Data to use

//! Background Tasks Module
//!
//! # Tasks
//! - TTL Cleanup: Removes expired local store entries at configured intervals

mod cleanup;

pub use cleanup::spawn_cleanup_task;
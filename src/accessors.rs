//! Caption and image URL helpers
//!
//! Fixed key layout and TTL for the two cached operations of the content
//! generator: caption lists per topic, and rendered image URLs per template
//! and overlay text.

use crate::error::Result;
use crate::facade::ContentCache;
use crate::keys::build_key;

pub const CAPTIONS_NAMESPACE: &str = "captions";
/// Captions are cheap to regenerate and go stale quickly.
pub const CAPTIONS_TTL_SECONDS: u64 = 300;

pub const IMAGE_NAMESPACE: &str = "image";
pub const IMAGE_URL_TTL_SECONDS: u64 = 86_400;

// == Keys ==
/// `cache:captions:<topic>[:<template>]`.
///
/// A whitespace-only template id is treated the same as `None`: it would
/// normalize to an empty segment, so `Some("  ")` and `None` share one key.
pub fn captions_key(topic: &str, template_id: Option<&str>) -> String {
    match template_id.filter(|id| !id.trim().is_empty()) {
        Some(id) => build_key(CAPTIONS_NAMESPACE, &[topic, id]),
        None => build_key(CAPTIONS_NAMESPACE, &[topic]),
    }
}

/// `cache:image:<template>:<top>:<bottom>`. Empty texts keep their segment.
pub fn image_url_key(template_id: &str, top_text: &str, bottom_text: &str) -> String {
    build_key(IMAGE_NAMESPACE, &[template_id, top_text, bottom_text])
}

impl ContentCache {
    // == Captions ==
    pub async fn get_captions(&self, topic: &str, template_id: Option<&str>) -> Option<Vec<String>> {
        self.get(&captions_key(topic, template_id)).await
    }

    pub async fn set_captions(
        &self,
        topic: &str,
        template_id: Option<&str>,
        captions: &[String],
    ) -> Result<()> {
        self.set(
            &captions_key(topic, template_id),
            captions,
            CAPTIONS_TTL_SECONDS,
        )
        .await
    }

    // == Image URLs ==
    pub async fn get_image_url(
        &self,
        template_id: &str,
        top_text: &str,
        bottom_text: &str,
    ) -> Option<String> {
        self.get(&image_url_key(template_id, top_text, bottom_text))
            .await
    }

    pub async fn set_image_url(
        &self,
        template_id: &str,
        top_text: &str,
        bottom_text: &str,
        url: &str,
    ) -> Result<()> {
        self.set(
            &image_url_key(template_id, top_text, bottom_text),
            url,
            IMAGE_URL_TTL_SECONDS,
        )
        .await
    }
}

Required work
Go through the material and copy every line in which the word "String" occurs.

Your response
pub fn captions_key(topic: &str, template_id: Option<&str>) -> String {
pub fn image_url_key(template_id: &str, top_text: &str, bottom_text: &str) -> String {
    pub async fn get_captions(&self, topic: &str, template_id: Option<&str>) -> Option<Vec<String>> {
        captions: &[String],
    ) -> Option<String> {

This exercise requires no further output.